Shorts: They’re Not Just for Warm Weather Anymore

The humorous story may be spun out to great length, and may wander around as much as it pleases, and arrive nowhere in particular; but the comic and witty stories must be brief and end with a point. The humorous story bubbles gently along, the others burst. –Mark Twain

I once asked a Southern gothic luminary (who is no longer among the living but shall yet remain nameless) about the publishing process. It was the early 90s. I was barely an adult. I naively intimated that I had a burgeoning collection of short stories that I wanted to submit for publication somewhere. I wanted his advice on how to go about it.

The tall fellow at first smiled, then laughed out loud. He was not laughing with me.

"Write a novel," he said. "Sorry."

I was also sorry. Because he was right.

Collections of fictional shorts have been traditionally frowned upon as a means of breaking into the business of represented, renowned, and respectable book authorship. If your work was first published and critically raved about in the world of magazines, you might have a shot at publishing a collection. Otherwise, you’d better get cranking on your 100,000-word Great American Novel and leave the shorts to the side until people are willing to plunk down cash for anything that has your name on it.

Now comes the eBook. It has no physical heft, for it is comprised of data bits. It requires no name recognition to publish, although such recognition does help sales. It is typically low cost to produce and, depending on the author/publisher, can be low cost for a reader to obtain. So why should a story published as an eBook require a word count greater than 75,000 to be a popular, enjoyable read?

It shouldn’t. More, I don’t think it does.

The most wonderful thing I’ve discovered about eBooks is the diversity of style and length. I can escape for a short time from the daily grind by downloading and reading a satisfying work of short fiction. Or, I can completely engross myself in a long-haul novel. There’s no reason to choose a novel over a shorter work–novella, novelette, or short story–other than my own interest in the story that unfolds within.

If you’ve followed this blog for any amount of time, you know that I am currently working on the second draft of my own novel. Therefore, I am not going to claim that the novel has no place in the eBook revolution. It most certainly does. I have no evidence, but I would venture a guess that the majority of indie author literature being released in eBook form is of novel length.

Still, I can’t help but wonder if the eBook revolution might also bring about a resurgence of interest in shorter literary forms.
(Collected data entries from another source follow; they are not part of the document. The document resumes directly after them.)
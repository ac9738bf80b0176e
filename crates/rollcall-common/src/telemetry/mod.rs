//! Telemetry setup

pub mod tracing_setup;

pub use tracing_setup::{
    init_tracing, init_tracing_with_config, try_init_tracing, try_init_tracing_with_config,
    TracingConfig, TracingError,
};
Why not? Some of the greatest works of literature have been less than novel length. For example, Dr. Jekyll and Mr. Hyde is approximately 26,000 words long, a third of what is considered modern novel length. Likewise, Edgar Allan Poe’s The Murders in the Rue Morgue clocks in around 120 pages.

The fact that the eBook format is less restrictive about the length of a work is one of the reasons I decided to go ahead and put my time travel novelette, Timecast, out there. I’m glad I did. The feedback so far has been encouraging, and that gives me further incentive to finish the novel. I also plan to release other shorter works in the coming months.
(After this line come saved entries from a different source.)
//! Member entity - one person in the standing roster

use chrono::{DateTime, Utc};
use serde::{Deserialize, Deserializer, Serialize, Serializer};
use std::fmt;

use crate::value_objects::{AttendanceStatus, DocumentId};

/// Role of a roster member
///
/// `category` on a member is only meaningful for officers; plain
/// members carry no structural position.
#[derive(Debug, Clone, Copy, PartialEq, Eq, Hash, Default)]
pub enum MemberRole {
    /// Regular member
    #[default]
    Member,
    /// Officer with a structural position (category)
    Officer,
}

impl MemberRole {
    /// Canonical lowercase string form
    pub const fn as_str(self) -> &'static str {
        match self {
            Self::Member => "member",
            Self::Officer => "officer",
        }
    }

    /// Parse a role string, accepting the legacy Indonesian labels
    pub fn parse(s: &str) -> Result<Self, RoleParseError> {
        match s.trim().to_lowercase().as_str() {
            "member" | "anggota" => Ok(Self::Member),
            "officer" | "pengurus" => Ok(Self::Officer),
            _ => Err(RoleParseError::Unknown(s.trim().to_string())),
        }
    }
}

/// Error when parsing a MemberRole from string
#[derive(Debug, Clone, PartialEq, Eq, thiserror::Error)]
pub enum RoleParseError {
    #[error("unknown member role: {0:?}")]
    Unknown(String),
}

impl fmt::Display for MemberRole {
    fn fmt(&self, f: &mut fmt::Formatter<'_>) -> fmt::Result {
        f.write_str(self.as_str())
    }
}

impl std::str::FromStr for MemberRole {
    type Err = RoleParseError;

    fn from_str(s: &str) -> Result<Self, Self::Err> {
        MemberRole::parse(s)
    }
}

impl Serialize for MemberRole {
    fn serialize<S>(&self, serializer: S) -> Result<S::Ok, S::Error>
    where
        S: Serializer,
    {
        serializer.serialize_str(self.as_str())
    }
}

impl<'de> Deserialize<'de> for MemberRole {
    fn deserialize<D>(deserializer: D) -> Result<Self, D::Error>
    where
        D: Deserializer<'de>,
    {
        let s = String::deserialize(deserializer)?;
        MemberRole::parse(&s).map_err(serde::de::Error::custom)
    }
}

/// Member entity representing one person in the roster
#[derive(Debug, Clone, PartialEq, Eq)]
pub struct Member {
    pub id: DocumentId,
    /// Display name, title-cased at creation
    pub name: String,
    /// Lowercased, whitespace-collapsed name; unique across live members
    pub normalized_name: String,
    pub role: MemberRole,
    /// Structural position; `Some` only when `role` is Officer
    pub category: Option<String>,
    /// Status copied into snapshots when a session is archived
    pub default_status: AttendanceStatus,
    /// Server-assigned creation timestamp
    pub created_at: DateTime<Utc>,
}

/// Draft member carrying everything but the server-assigned fields
///
/// The constructor performs the title-case and normalized-key
/// computation so every member enters the store in canonical form.
#[derive(Debug, Clone, PartialEq, Eq)]
pub struct NewMember {
    pub name: String,
    pub normalized_name: String,
    pub role: MemberRole,
    pub category: Option<String>,
    pub default_status: AttendanceStatus,
}

impl NewMember {
    /// Build a draft from raw operator input
    ///
    /// `category` is title-cased and kept only for officers; for plain
    /// members it is dropped regardless of what was entered.
    pub fn new(
        name: &str,
        role: MemberRole,
        category: Option<&str>,
        default_status: AttendanceStatus,
    ) -> Self {
        let name = title_case(name);
        let normalized_name = normalize_name(&name);
        let category = match role {
            MemberRole::Officer => category
                .map(title_case)
                .filter(|c| !c.is_empty()),
            MemberRole::Member => None,
        };
        Self {
            name,
            normalized_name,
            role,
            category,
            default_status,
        }
    }

    /// Materialize into a full entity with server-assigned fields
    pub fn into_member(self, id: DocumentId, created_at: DateTime<Utc>) -> Member {
        Member {
            id,
            name: self.name,
            normalized_name: self.normalized_name,
            role: self.role,
            category: self.category,
            default_status: self.default_status,
            created_at,
        }
    }
}

/// Title-case a name: lowercase, trim, collapse whitespace, then
/// uppercase the first letter of each word ("andi   wijaya " -> "Andi Wijaya")
pub fn title_case(text: &str) -> String {
    text.to_lowercase()
        .split_whitespace()
        .map(|word| {
            let mut chars = word.chars();
            match chars.next() {
                Some(first) => first.to_uppercase().chain(chars).collect::<String>(),
                None => String::new(),
            }
        })
        .collect::<Vec<_>>()
        .join(" ")
}

/// Normalized form used for the duplicate check: lowercase, trimmed,
/// whitespace-collapsed
pub fn normalize_name(name: &str) -> String {
    name.to_lowercase()
        .split_whitespace()
        .collect::<Vec<_>>()
        .join(" ")
}

#[cfg(test)]
mod tests {
    use super::*;

    #[test]
    fn test_title_case() {
        assert_eq!(title_case("andi wijaya"), "Andi Wijaya");
        assert_eq!(title_case("  ANDI   WIJAYA  "), "Andi Wijaya");
        assert_eq!(title_case("a"), "A");
        assert_eq!(title_case(""), "");
    }

    #[test]
    fn test_normalize_name() {
        assert_eq!(normalize_name("Andi Wijaya"), "andi wijaya");
        assert_eq!(normalize_name("  Andi   Wijaya "), "andi wijaya");
    }

    #[test]
    fn test_new_member_canonicalizes() {
        let draft = NewMember::new(
            "  budi  SANTOSO ",
            MemberRole::Member,
            None,
            AttendanceStatus::Present,
        );
        assert_eq!(draft.name, "Budi Santoso");
        assert_eq!(draft.normalized_name, "budi santoso");
        assert_eq!(draft.category, None);
    }

    #[test]
    fn test_officer_keeps_title_cased_category() {
        let draft = NewMember::new(
            "Sari Dewi",
            MemberRole::Officer,
            Some("sekretaris umum"),
            AttendanceStatus::Present,
        );
        assert_eq!(draft.category.as_deref(), Some("Sekretaris Umum"));
    }

    #[test]
    fn test_plain_member_drops_category() {
        let draft = NewMember::new(
            "Sari Dewi",
            MemberRole::Member,
            Some("Sekretaris"),
            AttendanceStatus::Present,
        );
        assert_eq!(draft.category, None);
    }

    #[test]
    fn test_role_parse_legacy_labels() {
        assert_eq!(MemberRole::parse("Anggota").unwrap(), MemberRole::Member);
        assert_eq!(MemberRole::parse("Pengurus").unwrap(), MemberRole::Officer);
        assert!(MemberRole::parse("admin").is_err());
    }

    #[test]
    fn test_role_serde() {
        assert_eq!(
            serde_json::to_string(&MemberRole::Officer).unwrap(),
            "\"officer\""
        );
        let role: MemberRole = serde_json::from_str("\"anggota\"").unwrap();
        assert_eq!(role, MemberRole::Member);
    }

    #[test]
    fn test_into_member() {
        let draft = NewMember::new(
            "Andi Wijaya",
            MemberRole::Member,
            None,
            AttendanceStatus::Sick,
        );
        let id = DocumentId::new();
        let now = Utc::now();
        let member = draft.into_member(id, now);
        assert_eq!(member.id, id);
        assert_eq!(member.created_at, now);
        assert_eq!(member.default_status, AttendanceStatus::Sick);
    }
}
Maybe I’ll even do a collection.

And not be sorry.

How Do You Work This Thing?

TimecastWomen crawl all over me
I’m as smooth as a millionaire
Preacher always calls on me
I got a soothing way with a prayer

–Jeff Holmes/The Floating Men, "Long-winded Prayer"

A fortune teller in the French Quarter once told me that I would never make a good politician. "You’re too honest, brother," he said.

He explained that in order to politick, you must be able to spin. In order to spin, you must be able to put yourself out in front of people, smile in their faces, and convince them to buy what you’re selling without sounding like you’re trying to convince them to buy what you’re selling. I assume the same abilities are required for sales and marketing folks, who make a living convincing us consumers to plunk down money for things we don’t really need and reasons we never entirely understand.

I’m not criticizing the practice. In fact, I’m rather envious. When I worked in newspaper, I sometimes made a point of expressing my appreciation to the sales and marketing folks for the jobs they do. Anyone who can beat the drum for the product day after day and not want to go home and crawl under the bed at night has my utmost, undying respect.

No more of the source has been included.